(Beginning of Records for the task)

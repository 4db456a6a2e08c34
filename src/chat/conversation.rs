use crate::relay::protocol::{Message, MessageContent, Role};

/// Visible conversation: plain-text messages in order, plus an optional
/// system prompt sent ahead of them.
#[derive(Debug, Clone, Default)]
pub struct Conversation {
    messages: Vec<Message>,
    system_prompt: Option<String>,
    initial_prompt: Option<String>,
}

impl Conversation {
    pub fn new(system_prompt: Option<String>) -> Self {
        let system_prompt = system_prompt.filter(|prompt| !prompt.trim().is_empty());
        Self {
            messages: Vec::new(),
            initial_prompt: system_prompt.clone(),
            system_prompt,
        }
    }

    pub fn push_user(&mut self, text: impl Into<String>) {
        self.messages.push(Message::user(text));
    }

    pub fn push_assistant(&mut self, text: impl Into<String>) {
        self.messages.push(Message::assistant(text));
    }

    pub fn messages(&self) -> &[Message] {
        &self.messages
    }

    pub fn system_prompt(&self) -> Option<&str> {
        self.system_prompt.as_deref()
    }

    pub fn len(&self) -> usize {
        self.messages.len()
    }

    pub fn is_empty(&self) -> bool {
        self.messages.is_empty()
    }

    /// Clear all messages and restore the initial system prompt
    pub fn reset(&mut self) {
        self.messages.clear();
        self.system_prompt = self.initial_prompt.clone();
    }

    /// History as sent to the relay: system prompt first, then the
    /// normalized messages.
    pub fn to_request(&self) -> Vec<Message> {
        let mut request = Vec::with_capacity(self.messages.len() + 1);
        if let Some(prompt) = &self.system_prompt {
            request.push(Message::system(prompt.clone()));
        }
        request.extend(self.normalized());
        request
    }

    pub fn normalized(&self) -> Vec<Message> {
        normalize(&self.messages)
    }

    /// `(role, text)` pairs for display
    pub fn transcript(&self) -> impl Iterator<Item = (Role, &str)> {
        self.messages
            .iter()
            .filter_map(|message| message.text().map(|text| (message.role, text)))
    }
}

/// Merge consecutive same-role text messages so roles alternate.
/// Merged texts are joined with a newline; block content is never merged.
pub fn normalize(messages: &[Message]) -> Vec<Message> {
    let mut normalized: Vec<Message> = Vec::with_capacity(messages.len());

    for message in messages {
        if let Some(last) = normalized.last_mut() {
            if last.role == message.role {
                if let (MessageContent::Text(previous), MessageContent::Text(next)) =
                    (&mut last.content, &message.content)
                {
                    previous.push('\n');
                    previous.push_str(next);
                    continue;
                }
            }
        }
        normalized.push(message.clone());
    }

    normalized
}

(End of Records for the task)
(Beginning of Records for the task)

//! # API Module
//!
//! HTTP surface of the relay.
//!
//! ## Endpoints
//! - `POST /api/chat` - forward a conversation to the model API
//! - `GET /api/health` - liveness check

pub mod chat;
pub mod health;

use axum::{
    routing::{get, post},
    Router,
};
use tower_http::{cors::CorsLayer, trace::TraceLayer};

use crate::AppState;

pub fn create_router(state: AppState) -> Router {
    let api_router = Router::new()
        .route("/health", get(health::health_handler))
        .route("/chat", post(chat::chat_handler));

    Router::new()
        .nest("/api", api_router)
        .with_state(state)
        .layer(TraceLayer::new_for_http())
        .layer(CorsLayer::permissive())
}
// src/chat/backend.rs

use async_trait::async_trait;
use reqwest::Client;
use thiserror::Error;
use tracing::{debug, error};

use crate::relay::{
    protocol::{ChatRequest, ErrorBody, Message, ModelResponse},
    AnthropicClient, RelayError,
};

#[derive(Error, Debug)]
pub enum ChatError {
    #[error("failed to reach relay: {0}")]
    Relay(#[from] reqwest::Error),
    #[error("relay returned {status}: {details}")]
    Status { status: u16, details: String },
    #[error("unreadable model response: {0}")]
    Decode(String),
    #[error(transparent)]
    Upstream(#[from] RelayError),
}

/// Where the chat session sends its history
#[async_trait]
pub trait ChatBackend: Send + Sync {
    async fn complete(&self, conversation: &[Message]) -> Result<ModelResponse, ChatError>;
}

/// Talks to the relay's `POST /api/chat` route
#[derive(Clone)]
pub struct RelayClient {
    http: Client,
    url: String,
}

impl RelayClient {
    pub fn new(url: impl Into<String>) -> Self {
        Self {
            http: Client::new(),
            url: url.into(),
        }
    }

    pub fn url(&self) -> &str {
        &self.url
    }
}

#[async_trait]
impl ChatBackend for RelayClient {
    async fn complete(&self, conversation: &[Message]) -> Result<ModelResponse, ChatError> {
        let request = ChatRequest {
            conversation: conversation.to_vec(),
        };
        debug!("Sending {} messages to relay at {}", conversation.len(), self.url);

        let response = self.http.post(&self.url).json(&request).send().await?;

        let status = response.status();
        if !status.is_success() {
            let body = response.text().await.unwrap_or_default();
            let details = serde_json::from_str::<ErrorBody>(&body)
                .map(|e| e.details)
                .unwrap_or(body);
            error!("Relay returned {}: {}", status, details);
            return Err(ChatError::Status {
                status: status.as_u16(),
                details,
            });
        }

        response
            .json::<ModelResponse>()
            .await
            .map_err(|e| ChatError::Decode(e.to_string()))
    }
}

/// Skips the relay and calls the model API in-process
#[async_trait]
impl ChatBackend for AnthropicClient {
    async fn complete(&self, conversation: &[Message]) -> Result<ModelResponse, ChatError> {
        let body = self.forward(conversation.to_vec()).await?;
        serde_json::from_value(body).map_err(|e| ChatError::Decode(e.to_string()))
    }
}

(End of Records for the task)
(Beginning of Records for the task)

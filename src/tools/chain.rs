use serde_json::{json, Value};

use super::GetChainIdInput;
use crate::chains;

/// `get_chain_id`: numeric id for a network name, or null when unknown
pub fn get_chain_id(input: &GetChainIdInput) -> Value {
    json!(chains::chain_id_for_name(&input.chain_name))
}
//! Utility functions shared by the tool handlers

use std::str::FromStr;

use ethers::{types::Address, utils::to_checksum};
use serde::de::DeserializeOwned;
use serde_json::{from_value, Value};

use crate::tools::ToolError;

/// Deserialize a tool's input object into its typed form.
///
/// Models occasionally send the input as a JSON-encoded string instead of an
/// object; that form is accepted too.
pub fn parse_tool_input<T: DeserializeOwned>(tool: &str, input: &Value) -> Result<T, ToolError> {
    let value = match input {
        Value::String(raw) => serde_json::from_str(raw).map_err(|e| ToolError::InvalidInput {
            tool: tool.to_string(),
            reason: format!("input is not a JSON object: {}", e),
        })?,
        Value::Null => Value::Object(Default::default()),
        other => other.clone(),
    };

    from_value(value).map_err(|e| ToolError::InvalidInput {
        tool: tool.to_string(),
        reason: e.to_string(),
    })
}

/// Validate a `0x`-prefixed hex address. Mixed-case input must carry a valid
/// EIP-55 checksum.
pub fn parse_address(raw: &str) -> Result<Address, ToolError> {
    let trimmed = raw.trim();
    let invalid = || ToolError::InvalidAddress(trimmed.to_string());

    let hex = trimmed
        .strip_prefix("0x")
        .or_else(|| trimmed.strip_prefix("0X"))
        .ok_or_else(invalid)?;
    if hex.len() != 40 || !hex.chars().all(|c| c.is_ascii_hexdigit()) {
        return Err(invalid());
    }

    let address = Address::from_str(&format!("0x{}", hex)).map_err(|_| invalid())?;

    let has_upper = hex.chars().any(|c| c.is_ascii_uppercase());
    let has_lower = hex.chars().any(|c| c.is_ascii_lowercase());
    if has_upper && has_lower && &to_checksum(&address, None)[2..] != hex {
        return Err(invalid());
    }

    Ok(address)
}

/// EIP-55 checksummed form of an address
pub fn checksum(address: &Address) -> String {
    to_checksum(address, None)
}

(End of Records for the task)

● **Requirement**: Every line above from the line with "first, then the" to the line with "if last.role == message.role", inclusive, must be returned exactly; no other line belongs in the reply.

● **Response area**:
    /// History as sent to the relay: system prompt first, then the
    /// normalized messages.
    pub fn to_request(&self) -> Vec<Message> {
        let mut request = Vec::with_capacity(self.messages.len() + 1);
        if let Some(prompt) = &self.system_prompt {
            request.push(Message::system(prompt.clone()));
        }
        request.extend(self.normalized());
        request
    }

    pub fn normalized(&self) -> Vec<Message> {
        normalize(&self.messages)
    }

    /// `(role, text)` pairs for display
    pub fn transcript(&self) -> impl Iterator<Item = (Role, &str)> {
        self.messages
            .iter()
            .filter_map(|message| message.text().map(|text| (message.role, text)))
    }
}

/// Merge consecutive same-role text messages so roles alternate.
/// Merged texts are joined with a newline; block content is never merged.
pub fn normalize(messages: &[Message]) -> Vec<Message> {
    let mut normalized: Vec<Message> = Vec::with_capacity(messages.len());

    for message in messages {
        if let Some(last) = normalized.last_mut() {
            if last.role == message.role {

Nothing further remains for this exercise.